Hasta ahora, el gobierno priorizó la baja de la inflación. Y en ese marco facilitó las importaciones para que los precios en góndola se estabilizaran. Es entendible, porque el problema número uno era la inflación. Sin embargo, eso deja a muchos sectores expuestos a una competencia desleal.
Desde la otra vereda, también es cierto que veníamos de una economía muy cerrada, casi sin importaciones. Y en el mundo la dinámica es otra: en Brasil entran productos argentinos y de otros países; Estados Unidos produce lo mismo que nosotros y aun así nos compra; Europa discute permanentemente el ingreso de productos agrícolas de terceros. Es parte del juego global exportar e importar.
Lo que no podemos permitir es que nuestras empresas y cooperativas compitan en un terreno inclinado en contra. Necesitan crédito, estabilidad y una carga impositiva razonable para poder hacerlo de igual a igual.
—¿Qué va a pasar con la ganadería en 2026?
—Creo que el buen momento va a continuar. Hay varios factores que lo explican. Primero, seguimos con un esquema de oferta restringida, como consecuencia indirecta de la sequía 2022-23. Esa sequía redujo el stock de madres y hoy nacen menos terneros que hace algunos años.
Al mismo tiempo, la buena disponibilidad de pasto está llevando a que la participación de hembras en la faena baje lentamente. Eso implica cierta retención y menos oferta. Además, ese mismo pasto permite recrías más largas a campo: los terneros que antes iban a engorde rápido y salían enseguida al mercado ahora tardan más, lo que también restringe la oferta.
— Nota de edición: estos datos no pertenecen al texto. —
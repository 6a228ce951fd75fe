//! Session initialization middleware.
//!
//! Runs before route dispatch on every request: loads the session named by
//! the cookie (creating one when absent or expired), ensures the session has
//! a display identifier, and opens a tracing span carrying `session_id` so
//! all logs within the request correlate to one browser. After the handler
//! runs, mutations are persisted and the cookie is set when the identifier
//! is new or was rotated.
//!
//! The display identifier is independent of the cookie identifier and is
//! only ever used for logging and page display.

use std::time::Instant;

use axum::{
    extract::{Request, State},
    middleware::Next,
    response::Response,
};
use axum_extra::extract::cookie::{Cookie, CookieJar, SameSite};
use http::header::{HeaderValue, SET_COOKIE};
use time::Duration as TimeDuration;
use tracing::Instrument;

use crate::config::{DISPLAY_ID_BYTES, SESSION_COOKIE};
use crate::error::{error_response, ErrorKind};
use crate::random::random_string;
use crate::state::AppState;

/// Middleware that binds a server-side session to the request.
///
/// This should be the outermost middleware layer so the span wraps
/// all request processing, including other middleware and handlers.
pub async fn session_layer(
    State(state): State<AppState>,
    jar: CookieJar,
    mut request: Request,
    next: Next,
) -> Response {
    let cookie_id = jar.get(SESSION_COOKIE).map(|c| c.value().to_string());

    let session = match state.sessions.load_or_create(cookie_id.as_deref()).await {
        Ok(session) => session,
        Err(e) => {
            tracing::error!(error = %e, "Session creation failed");
            return error_response(&state, None, ErrorKind::Misc);
        }
    };

    let had_display_id = session.display_id().is_some();
    if !had_display_id {
        match random_string(DISPLAY_ID_BYTES, false) {
            Ok(id) => session.set_display_id(id),
            Err(e) => {
                tracing::error!(error = %e, "Session ID generation failed");
                return error_response(&state, None, ErrorKind::Misc);
            }
        }
    }
    let display_id = session.display_id().unwrap_or_default();

    let method = request.method().clone();
    let uri = request.uri().clone();

    // Create the request span with key fields for correlation
    let span = tracing::info_span!(
        "request",
        session_id = %display_id,
        method = %method,
        path = %uri.path(),
        duration_ms = tracing::field::Empty,
    );

    let start = Instant::now();

    request.extensions_mut().insert(session.clone());

    async move {
        if !had_display_id {
            tracing::debug!("Initialized session");
        }

        let mut response = next.run(request).await;

        state.sessions.persist(&session).await;

        if session.is_destroyed() {
            let removal = Cookie::build((SESSION_COOKIE, ""))
                .path("/")
                .http_only(true)
                .max_age(TimeDuration::ZERO)
                .build();
            append_cookie(&mut response, &removal);
        } else if session.needs_cookie() {
            let lifetime = state.config.session.lifetime_seconds;
            let cookie = Cookie::build((SESSION_COOKIE, session.id()))
                .path("/")
                .http_only(true)
                .same_site(SameSite::Lax)
                .max_age(TimeDuration::seconds(lifetime as i64))
                .build();
            append_cookie(&mut response, &cookie);
        }

        let duration_ms = start.elapsed().as_millis() as u64;
        tracing::Span::current().record("duration_ms", duration_ms);
        tracing::info!(
            status = response.status().as_u16(),
            duration_ms,
            "Request completed"
        );

        response
    }
    .instrument(span)
    .await
}

fn append_cookie(response: &mut Response, cookie: &Cookie<'_>) {
    match HeaderValue::from_str(&cookie.to_string()) {
        Ok(value) => {
            response.headers_mut().append(SET_COOKIE, value);
        }
        Err(e) => tracing::error!(error = %e, "Failed to encode session cookie"),
    }
}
En paralelo, los precios internacionales son muy buenos y, con la mejora del tipo de cambio real, las exportaciones empezaron a traccionar. Algo que no había ocurrido en el primer semestre. A esto se suma un mercado interno que recuperó algo de poder adquisitivo y volvió a los 50 kilos per cápita de consumo.
Con menos oferta, demanda externa firme y una demanda interna que deja de ser tan débil, se configura un escenario de precios relativamente buenos hacia adelante. Claro que algunos eslabones, como el engorde a corral, enfrentan un desafío: hoy el ternero es caro por la relación oferta-demanda y, con el nuevo tipo de cambio, el maíz también se encarece. Eso tensiona la ecuación. Pero en términos generales, el panorama para la ganadería es positivo de cara a 2026.